Acontecia que o nosso homem ateu nunca fechava a porta a um pedido que tocasse forte na sua sensibilidade. Não acreditava na existência de Deus, da Virgem Maria, de Jesus tal como contavam, muito menos, nos santos. Especialmente no fenómeno das aparições da Cova da Iria, para ele um acontecimento obscuro muito explorado pelos clérigos.
«Mas... e o milagre do sol? Muitas pessoas viram-no bailar! Ao menos leste os depoimentos do Século na época?»
«Por acaso até li e fiquei com mais dúvidas que certezas. Pensei muito e hoje acho que foi tudo um embuste. Quanto a mim, não passou de mais um caso de ovnis
«Isso é sacrilégio, Fragoso!»
«Seja. Mas lê o livro da Fina d´Armada e depois diz-me alguma coisa. Um sacrilégio, no vosso ponto de vista, mas respeitem a minha opinião que, aliás, nunca mudou. E jamais lhes neguei nada quando me vieram pedir uma contribuição para ajudar os vossos pobres, pois não? Escusam de insistir na vaca fria. Sou vosso amigo, mas não seguidor. Que fique bem esclarecido de uma vez por todas.»
«Pronto, pronto, não te exaltes.»
«É que vocês são mesmo teimosos! E só veem para a frente.»
Era verdade. Mas para contribuir tinha que se apoiar na multiplicação dos cifrões, como o tal Jesus que multiplicara os pães, embora desconhecesse a base logística em que se apoiava.
«Vem connosco à igreja. Assiste só. Não te pedimos mais nada.»
Irritou-se ainda mais.
«Nem quero ouvir o padre Luís e muito menos o padre Francisco que vai à noite de moto para Lisboa. E sabem onde o podem encontrar?»
«Lá estás tu a desconversar. E a irmã Sofia?, que tens a dizer dessa santa mulher?»
Era mais sensível à palavra das mulheres, mas resistiu.
«Nada tenho contra ela. Nem sequer a conheço...»
«Mais uma razão. Vem ter connosco à igreja que ninguém te come, grande teimoso.»
Como sair daquele imbróglio?
Foi então que uma ideia luminosa aflorou-lhe de repente a mente. Em boa hora.

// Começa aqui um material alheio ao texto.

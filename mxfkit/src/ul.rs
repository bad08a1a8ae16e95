//! Keys and Universal Labels.
//!
//! Every KLV key, set key, item key and label in an MXF file is a 16-byte
//! identifier. SMPTE registered labels start with `06 0e 2b 34`; byte 8 is
//! the registry version and is ignored when matching.

use serde::{Deserialize, Serialize};
use std::fmt;

/// A 16-byte key (Universal Label or UUID-style identifier)
#[derive(Clone, Copy, PartialEq, Eq, Hash, PartialOrd, Ord, Default, Serialize, Deserialize)]
pub struct Key(pub [u8; 16]);

impl Key {
    /// Create from raw bytes
    pub const fn new(bytes: [u8; 16]) -> Self {
        Key(bytes)
    }

    /// Get raw bytes
    pub fn as_bytes(&self) -> &[u8; 16] {
        &self.0
    }

    /// Check if this is a SMPTE-registered label (starts with 06 0E 2B 34)
    pub fn is_smpte(&self) -> bool {
        self.0[0..4] == labels::SMPTE_PREFIX
    }

    /// Compare the first `n` bytes.
    pub fn matches_prefix(&self, other: &Key, n: usize) -> bool {
        let n = n.min(16);
        self.0[..n] == other.0[..n]
    }

    /// Compare all bytes except the registry version (byte 8).
    pub fn equals_ignoring_version(&self, other: &Key) -> bool {
        self.0[0..7] == other.0[0..7] && self.0[8..16] == other.0[8..16]
    }

    /// Check if this is a partition pack (header, body or footer)
    pub fn is_partition_pack(&self) -> bool {
        self.matches_prefix(&labels::PARTITION_PACK_BASE, 13) && (0x02..=0x04).contains(&self.0[13])
    }

    /// Check if this is a primer pack
    pub fn is_primer_pack(&self) -> bool {
        self.equals_ignoring_version(&labels::PRIMER_PACK)
    }

    /// Check if this is a KLV fill item
    pub fn is_fill_item(&self) -> bool {
        self.0[0..7] == labels::FILL_ITEM.0[0..7] && self.0[8..13] == labels::FILL_ITEM.0[8..13]
    }

    /// Check if this is a header metadata local set (2-byte tags, 2-byte lengths)
    pub fn is_local_set(&self) -> bool {
        self.is_smpte() && self.0[4] == 0x02 && self.0[5] == 0x53
    }

    /// Check if this is a Generic Container essence element
    pub fn is_gc_essence_element(&self) -> bool {
        self.0[0..7] == labels::GC_ELEMENT_PREFIX[0..7]
            && self.0[8..12] == labels::GC_ELEMENT_PREFIX[8..12]
    }

    /// Check if this is the archive system item element
    pub fn is_system_item(&self) -> bool {
        self.equals_ignoring_version(&labels::SYSTEM_ITEM_SS1)
    }

    /// Track number encoded in the last four bytes of an essence element key
    pub fn track_number(&self) -> u32 {
        u32::from_be_bytes([self.0[12], self.0[13], self.0[14], self.0[15]])
    }
}

impl fmt::Debug for Key {
    fn fmt(&self, f: &mut fmt::Formatter<'_>) -> fmt::Result {
        write!(f, "Key({})", self)
    }
}

impl fmt::Display for Key {
    fn fmt(&self, f: &mut fmt::Formatter<'_>) -> fmt::Result {
        for (i, byte) in self.0.iter().enumerate() {
            if i > 0 {
                write!(f, ".")?;
            }
            write!(f, "{:02x}", byte)?;
        }
        Ok(())
    }
}

impl AsRef<Key> for Key {
    fn as_ref(&self) -> &Key {
        self
    }
}

impl From<[u8; 16]> for Key {
    fn from(bytes: [u8; 16]) -> Self {
        Key(bytes)
    }
}

impl From<&[u8; 16]> for Key {
    fn from(bytes: &[u8; 16]) -> Self {
        Key(*bytes)
    }
}

/// Essence element type of uncompressed frame-wrapped picture
pub const UNC_FRAME_WRAPPED_EE_TYPE: u8 = 0x02;

/// Essence element type of frame-wrapped BWF sound
pub const BWF_FRAME_WRAPPED_EE_TYPE: u8 = 0x01;

/// Complete an essence element key with the element count, type and number.
pub fn complete_essence_element_key(base: &Key, count: u8, element_type: u8, element_num: u8) -> Key {
    let mut key = *base;
    key.0[13] = count;
    key.0[14] = element_type;
    key.0[15] = element_num;
    key
}

/// Track number matching [`complete_essence_element_key`] for the same base key.
pub fn essence_element_track_number(base: &Key, count: u8, element_type: u8, element_num: u8) -> u32 {
    complete_essence_element_key(base, count, element_type, element_num).track_number()
}

/// Generic Container essence container label:
/// `06 0e 2b 34 04 01 01 <version> 0d 01 03 01 <kind> <mapping> <b15> <b16>`.
pub const fn generic_container_label(version: u8, kind: u8, mapping: u8, b15: u8, b16: u8) -> Key {
    Key([
        0x06, 0x0E, 0x2B, 0x34, 0x04, 0x01, 0x01, version, 0x0D, 0x01, 0x03, 0x01, kind, mapping, b15,
        b16,
    ])
}

/// Check whether a label is a Generic Container essence container label.
pub fn is_generic_container_label(label: &Key) -> bool {
    label.0[0..7] == labels::GC_LABEL_PREFIX[0..7] && label.0[8..12] == labels::GC_LABEL_PREFIX[8..12]
}

/// Well-known labels and keys
pub mod labels {
    use super::{generic_container_label, Key};

    /// SMPTE Label prefix
    pub const SMPTE_PREFIX: [u8; 4] = [0x06, 0x0E, 0x2B, 0x34];

    /// Generic Container essence container label prefix (byte 8 varies)
    pub const GC_LABEL_PREFIX: [u8; 12] = [
        0x06, 0x0E, 0x2B, 0x34, 0x04, 0x01, 0x01, 0x01, 0x0D, 0x01, 0x03, 0x01,
    ];

    /// Generic Container essence element key prefix (byte 8 varies)
    pub const GC_ELEMENT_PREFIX: [u8; 12] = [
        0x06, 0x0E, 0x2B, 0x34, 0x01, 0x02, 0x01, 0x01, 0x0D, 0x01, 0x03, 0x01,
    ];

    const fn partition(kind: u8, status: u8) -> Key {
        Key([
            0x06, 0x0E, 0x2B, 0x34, 0x02, 0x05, 0x01, 0x01, 0x0D, 0x01, 0x02, 0x01, 0x01, kind,
            status, 0x00,
        ])
    }

    /// Partition pack base (last 3 bytes vary)
    pub const PARTITION_PACK_BASE: Key = partition(0x00, 0x00);

    /// Header partition - open incomplete
    pub const HEADER_PARTITION_OPEN_INCOMPLETE: Key = partition(0x02, 0x01);
    /// Header partition - closed incomplete
    pub const HEADER_PARTITION_CLOSED_INCOMPLETE: Key = partition(0x02, 0x02);
    /// Header partition - open complete
    pub const HEADER_PARTITION_OPEN_COMPLETE: Key = partition(0x02, 0x03);
    /// Header partition - closed complete
    pub const HEADER_PARTITION_CLOSED_COMPLETE: Key = partition(0x02, 0x04);
    /// Body partition - open incomplete
    pub const BODY_PARTITION_OPEN_INCOMPLETE: Key = partition(0x03, 0x01);
    /// Body partition - closed incomplete
    pub const BODY_PARTITION_CLOSED_INCOMPLETE: Key = partition(0x03, 0x02);
    /// Body partition - open complete
    pub const BODY_PARTITION_OPEN_COMPLETE: Key = partition(0x03, 0x03);
    /// Body partition - closed complete
    pub const BODY_PARTITION_CLOSED_COMPLETE: Key = partition(0x03, 0x04);
    /// Footer partition - closed incomplete
    pub const FOOTER_PARTITION_CLOSED_INCOMPLETE: Key = partition(0x04, 0x02);
    /// Footer partition - closed complete
    pub const FOOTER_PARTITION_CLOSED_COMPLETE: Key = partition(0x04, 0x04);

    /// Primer pack
    pub const PRIMER_PACK: Key = partition(0x05, 0x01);

    /// Random index pack
    pub const RANDOM_INDEX_PACK: Key = partition(0x11, 0x01);

    /// Fill item
    pub const FILL_ITEM: Key = Key([
        0x06, 0x0E, 0x2B, 0x34, 0x01, 0x01, 0x01, 0x02, 0x03, 0x01, 0x02, 0x10, 0x01, 0x00, 0x00,
        0x00,
    ]);

    /// Index table segment
    pub const INDEX_TABLE_SEGMENT: Key = Key([
        0x06, 0x0E, 0x2B, 0x34, 0x02, 0x53, 0x01, 0x01, 0x0D, 0x01, 0x02, 0x01, 0x01, 0x10, 0x01,
        0x00,
    ]);

    /// Archive system item, System Scheme 1 element carrying VITC and LTC
    pub const SYSTEM_ITEM_SS1: Key = Key([
        0x06, 0x0E, 0x2B, 0x34, 0x02, 0x53, 0x01, 0x01, 0x0D, 0x01, 0x03, 0x01, 0x14, 0x02, 0x01,
        0x00,
    ]);

    /// Uncompressed picture element (count/type/number completed per track)
    pub const UNC_PICTURE_ELEMENT: Key = Key([
        0x06, 0x0E, 0x2B, 0x34, 0x01, 0x02, 0x01, 0x01, 0x0D, 0x01, 0x03, 0x01, 0x15, 0x00, 0x00,
        0x00,
    ]);

    /// BWF sound element (count/type/number completed per track)
    pub const BWF_SOUND_ELEMENT: Key = Key([
        0x06, 0x0E, 0x2B, 0x34, 0x01, 0x02, 0x01, 0x01, 0x0D, 0x01, 0x03, 0x01, 0x16, 0x00, 0x00,
        0x00,
    ]);

    // Operational patterns

    /// OP1a, internal essence, stream file, multi-track, uniform
    pub const OP_1A_QQ09: Key = Key([
        0x06, 0x0E, 0x2B, 0x34, 0x04, 0x01, 0x01, 0x01, 0x0D, 0x01, 0x02, 0x01, 0x01, 0x01, 0x09,
        0x00,
    ]);

    // Essence containers

    /// Multiple wrappings (interleaved picture and sound)
    pub const EC_MULTIPLE_WRAPPINGS: Key = generic_container_label(0x03, 0x02, 0x7F, 0x01, 0x00);

    /// SD uncompressed 625/50i 4:2:2 frame wrapped
    pub const EC_SD_UNC_625_50I_FRAME_WRAPPED: Key =
        generic_container_label(0x01, 0x02, 0x05, 0x01, 0x05);

    /// BWF frame wrapped
    pub const EC_BWF_FRAME_WRAPPED: Key = generic_container_label(0x01, 0x02, 0x06, 0x01, 0x00);

    // Data definitions

    const fn data_definition(b13: u8, b14: u8) -> Key {
        Key([
            0x06, 0x0E, 0x2B, 0x34, 0x04, 0x01, 0x01, 0x01, 0x01, 0x03, 0x02, b13, b14, 0x00, 0x00,
            0x00,
        ])
    }

    /// Picture essence track
    pub const DDEF_PICTURE: Key = data_definition(0x02, 0x01);
    /// Sound essence track
    pub const DDEF_SOUND: Key = data_definition(0x02, 0x02);
    /// Data essence track
    pub const DDEF_DATA: Key = data_definition(0x02, 0x03);
    /// Timecode track
    pub const DDEF_TIMECODE: Key = data_definition(0x01, 0x01);
    /// Descriptive metadata track
    pub const DDEF_DESCRIPTIVE_METADATA: Key = data_definition(0x01, 0x10);

    /// Legacy (pre-registration) picture data definition written by Avid
    pub const DDEF_LEGACY_PICTURE: Key = Key([
        0x80, 0x7D, 0x00, 0x60, 0x08, 0x14, 0x3E, 0x6F, 0x6F, 0x3C, 0x8C, 0xE1, 0x6C, 0xEF, 0x11,
        0xD2,
    ]);
    /// Legacy sound data definition
    pub const DDEF_LEGACY_SOUND: Key = Key([
        0x80, 0x7D, 0x00, 0x60, 0x08, 0x14, 0x3E, 0x6F, 0x78, 0xE1, 0xEB, 0xE1, 0x6C, 0xEF, 0x11,
        0xD2,
    ]);
    /// Legacy timecode data definition
    pub const DDEF_LEGACY_TIMECODE: Key = Key([
        0x80, 0x7F, 0x00, 0x60, 0x08, 0x14, 0x3E, 0x6F, 0x7F, 0x27, 0x5E, 0x81, 0x77, 0xE5, 0x11,
        0xD2,
    ]);

    /// True for any known data definition label, registered or legacy.
    pub fn is_data_definition(key: &Key) -> bool {
        [
            DDEF_PICTURE,
            DDEF_SOUND,
            DDEF_DATA,
            DDEF_TIMECODE,
            DDEF_DESCRIPTIVE_METADATA,
        ]
        .iter()
        .any(|ddef| ddef.equals_ignoring_version(key))
            || [DDEF_LEGACY_PICTURE, DDEF_LEGACY_SOUND, DDEF_LEGACY_TIMECODE].contains(key)
    }

    /// True for picture data definitions, registered or legacy.
    pub fn is_picture(key: &Key) -> bool {
        DDEF_PICTURE.equals_ignoring_version(key) || *key == DDEF_LEGACY_PICTURE
    }

    /// True for sound data definitions, registered or legacy.
    pub fn is_sound(key: &Key) -> bool {
        DDEF_SOUND.equals_ignoring_version(key) || *key == DDEF_LEGACY_SOUND
    }

    /// True for timecode data definitions, registered or legacy.
    pub fn is_timecode(key: &Key) -> bool {
        DDEF_TIMECODE.equals_ignoring_version(key) || *key == DDEF_LEGACY_TIMECODE
    }
}

#[cfg(test)]
mod tests {
    use super::*;

    #[test]
    fn test_key_display() {
        assert_eq!(
            labels::PRIMER_PACK.to_string(),
            "06.0e.2b.34.02.05.01.01.0d.01.02.01.01.05.01.00"
        );
        assert!(format!("{:?}", labels::FILL_ITEM).starts_with("Key(06.0e"));
    }

    #[test]
    fn test_partition_detection() {
        assert!(labels::HEADER_PARTITION_CLOSED_COMPLETE.is_partition_pack());
        assert!(labels::FOOTER_PARTITION_CLOSED_COMPLETE.is_partition_pack());
        assert!(!labels::PRIMER_PACK.is_partition_pack());
        assert!(!labels::RANDOM_INDEX_PACK.is_partition_pack());
        assert!(labels::BODY_PARTITION_OPEN_COMPLETE.matches_prefix(&labels::PARTITION_PACK_BASE, 13));
        assert!(!labels::BODY_PARTITION_OPEN_COMPLETE.matches_prefix(&labels::PARTITION_PACK_BASE, 16));
    }

    #[test]
    fn test_key_classification() {
        assert!(labels::PRIMER_PACK.is_primer_pack());
        assert!(labels::SYSTEM_ITEM_SS1.is_system_item());
        assert!(crate::model::sets::PREFACE.is_local_set());
        assert!(labels::SYSTEM_ITEM_SS1.is_local_set());
        assert!(!labels::FILL_ITEM.is_local_set());

        let video = complete_essence_element_key(&labels::UNC_PICTURE_ELEMENT, 1, 0x02, 1);
        assert!(video.is_gc_essence_element());
        assert!(!video.is_system_item());
    }

    #[test]
    fn test_fill_item_ignores_version() {
        let mut legacy_fill = labels::FILL_ITEM;
        legacy_fill.0[7] = 0x01;
        assert!(legacy_fill.is_fill_item());
    }

    #[test]
    fn test_essence_element_key_and_track_number() {
        let key = complete_essence_element_key(&labels::BWF_SOUND_ELEMENT, 4, BWF_FRAME_WRAPPED_EE_TYPE, 3);
        assert_eq!(&key.0[12..], &[0x16, 0x04, 0x01, 0x03]);
        assert_eq!(key.track_number(), 0x1604_0103);
        assert_eq!(
            essence_element_track_number(&labels::BWF_SOUND_ELEMENT, 4, BWF_FRAME_WRAPPED_EE_TYPE, 3),
            0x1604_0103
        );
    }

    #[test]
    fn test_generic_container_label() {
        assert!(is_generic_container_label(&labels::EC_BWF_FRAME_WRAPPED));
        assert!(is_generic_container_label(&labels::EC_MULTIPLE_WRAPPINGS));
        assert!(!is_generic_container_label(&labels::OP_1A_QQ09));
    }

    #[test]
    fn test_data_definitions() {
        assert!(labels::is_data_definition(&labels::DDEF_PICTURE));
        assert!(labels::is_data_definition(&labels::DDEF_LEGACY_SOUND));
        assert!(labels::is_picture(&labels::DDEF_LEGACY_PICTURE));
        assert!(!labels::is_sound(&labels::DDEF_PICTURE));
        assert!(!labels::is_data_definition(&labels::FILL_ITEM));
    }
}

Porque não se lembrara há mais tempo?
«Que estás a congeminar para aí, Fragoso?»
«Só vou à igreja com uma condição.»
Finalmente tinham conseguido o milagre. Que Deus fosse louvado!
«E qual é essa condição?»
«Só se um dia...»
Ficaram todos na expectativa.

«Diz. Desembucha, criatura de Deus!»
«Só se um dia o vosso Jesus pedir para tomar o pequeno-almoço comigo. Claro que tem direito a tudo menos ao café! O vosso Jesus não cometia o pecado de tomar uma droga, mesmo que esta fosse lícita. O ato de se dividirem as drogas em lícitas ou ilícitas é apenas uma convenção. Vejam o exemplo do álcool. Um alcoólico até chega a ter alucinações. Mas...»
«Deixa-te de discursos e de gozar connosco!»
«Não estou a gozar. Não saio da minha. Só se Jesus pedir para tomar o pequeno almoço comigo. Ponto final. Acabou-se a questão.»
Os amigos sentiram-se ofendidos e ele ficou livre de ser incomodado, pois que a sua condição, a roçar o absurdo, conduziu a uma rutura drástica. A partir daquele dia os amigos deixaram de frequentar a esplanada. Se ele se importou ou não, a narradora não disse.
O tempo foi correndo, impiedoso como de costume, mas não demorou um mês que um acontecimento algo estranho viesse confirmar uma máxima que dizia que o mundo dava muitas voltas. E de facto deu. Uma volta incrível!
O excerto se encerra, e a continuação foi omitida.